Solche Frauen sind meines Erachtens charakterlich nicht einmal ansatzweise dazu geeignet, Kinder zu erziehen. Tun sie es doch, so legen sie den Grundstein für ein grenzenloses Leid – nicht nur auf Seiten der Väter, sondern auch bei dem davon betroffenen Kind. Allen Frauen, die sich zurzeit so schändlich und schädlich verhalten, muss (!) zeitnah durch die Behörden das Sorgerecht entzogen werden. Da darf es künftig kein Zögern mehr geben!

Bis dahin mögen sich zumindest betroffene Väter trösten: das Verhalten der Mütter wird sich ganz von alleine rächen. Und zwar früher oder später.

Spätestens wenn das Kind erwachsen ist oder anfängt, trotz der Gehirnwäsche durch die Mutter selbst zu denken, wird es nach seinen Wurzeln suchen. Sobald es durch den gefundenen leiblichen Vater die (ganze) Wahrheit erfährt, wird es aus Wut, Enttäuschung und Hass jeglichen Kontakt zu seiner bisherigen «Mutter» auf Dauer abbrechen.

Das Kind wird sie abgrundtief für das hassen, was sie ihm jahrelang vorenthalten und genommen hat. Das lehrt die Erfahrung. Die Mutter wird im Alter alleine sein – sie stirb nun einsam und alleine. Nichts anderes hat eine solche Frau auch verdient.

Über Rainer Hornberger 24 Artikel

Geboren in München (1966). Blogger mit Herz und Hirn. Frankreichfan – und Vater von drei Kindern. Rechtschreib-Nazi aus Überzeugung und mit Leidenschaft. Das beschreibt mich gut.

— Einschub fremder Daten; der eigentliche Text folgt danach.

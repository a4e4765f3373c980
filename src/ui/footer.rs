use crate::app::{App, AppScreen};
use ratatui::{
    layout::{Alignment, Rect},
    style::{Color, Style},
    widgets::{Paragraph, Wrap},
    Frame,
};

pub fn footer_text(screen: AppScreen) -> &'static str {
    match screen {
        AppScreen::Chat => {
            "Enter send · Ctrl+↑/↓ history · PgUp/PgDn scroll · F2 diagnostics · Esc quit"
        }
        AppScreen::QuitConfirm => "Press 'y' to confirm quit or 'n' to cancel.",
        AppScreen::Quit => "",
    }
}

/// Draws the footer with instructions for the current screen.
pub fn draw_footer(f: &mut Frame<'_>, area: Rect, app: &App) {
    let footer = Paragraph::new(footer_text(app.screen))
        .style(Style::default().fg(Color::DarkGray))
        .alignment(Alignment::Center)
        .wrap(Wrap { trim: true });

    f.render_widget(footer, area);
}
// UI Constants
pub const APP_TITLE: &str = "Duke ChatBot";
pub const INPUT_PLACEHOLDER: &str = "Ask me anything";
pub const SPINNER_FRAMES: [&str; 4] = ["◐", "◓", "◑", "◒"];
pub const LOG_VIEW_CAPACITY: usize = 200;

// Endpoint Constants
pub const DEFAULT_BASE_URL: &str = "http://localhost:8060/answer/";

// Config Constants
pub const CONFIG_DIR_NAME: &str = "dukechat";
pub const CONFIG_FILE_NAME: &str = "config.json";
pub const LOG_FILE_BASENAME: &str = "dukechat";
pub const DEFAULT_HISTORY_LIMIT: usize = 50;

1 Kommentar zu von Charakteren und Schweinen

  1. Hallo Rainer,

    kurz vorab: die Sendung ist (meiner Meinung nach) „gespielt“. Natürlich gibt es so Fälle, aber diese sind inszeniert.

    Zurück zum Thema „Rabenmütter“. Meiner Meinung nach hat dieses Thema bzgl. „Ex-Frau + Kinder“ einen sehr hohen Stellenwert in Deinem Leben eingenommen und sicher ganz gewaltige Spuren hinterlassen. Man merkt, wie sehr Du Dich darüber aufregst, zugleich tiefst traurig und enttäuscht bist, dass es solche „Mütter“ gibt (Wenn man solche Kreaturen überhaupt Mütter/Mutter nennen kann?).

    Ich bin weder Hellseher noch Ähnliches, doch habe ich recht gute Menschenkenntnis (jahrelanger Poker-Spieler mit Leib und Seele). Du bist sicher ein sehr sehr liebevoller Vater! Ich „beobachte“ Dich seit längerem, finde Deine Texte super, informativ und lesenswert und vor allem Deinen Charakter (kenne Dich leider nicht persönlich, trotzdem beurteile ich das einfach mal). Kommst sehr bodenständig, sympathisch und ehrlich rüber und hast zudem eine tolle, positive und seriöse Ausstrahlung (siehe: Foto)!

    Sollte das Thema „Ex-Frau“/“Kinder“ Dich wirklich so ärgern, traurig und/oder wütend machen, so sage ich doch mal ganz frech: „NICHT AUFREGEN – EINFACH ABWARTEN!“ Früher oder später wird alles einen Sinn ergeben. Mit Aufregung/Wut schadet man sich doch nur selbst, das ist Dir, da bin ich mir sicher, bewusst. :-)!

    Ach Rainer, wir alle wissen doch: „Karma fi** jeden“! 😉 Früher oder später! ALLES KOMMT ZURÜCK! Wenn nicht im Leben, dann noch später. ;-)!!

    * Ich weiß, Du liest Dir die Einträge vor Veröffentlichung durch. Diesen Beitrag kannst Du gerne für Dich behalten. Nur ein Kommentar reicht, und ich weiß, Du hast meinen Beitrag gelesen. :-)!

    Nun ja, ich weiß, es ist falsch zu sagen: „BLEIB WIE DU BIST!“, doch ein anderer Satz fällt mir gerade nicht ein und ich sage es trotzdem. 🙂 RAINER, BLEIB BITTE WIE DU BIST! Bist ein toller Mensch, ich wünsche Dir von Herzen alles, alles Gute!

    Kurz gesagt: „Bist’n cooler, lockerer Typ“. So einen Vater wünschen sich sicher VIELE!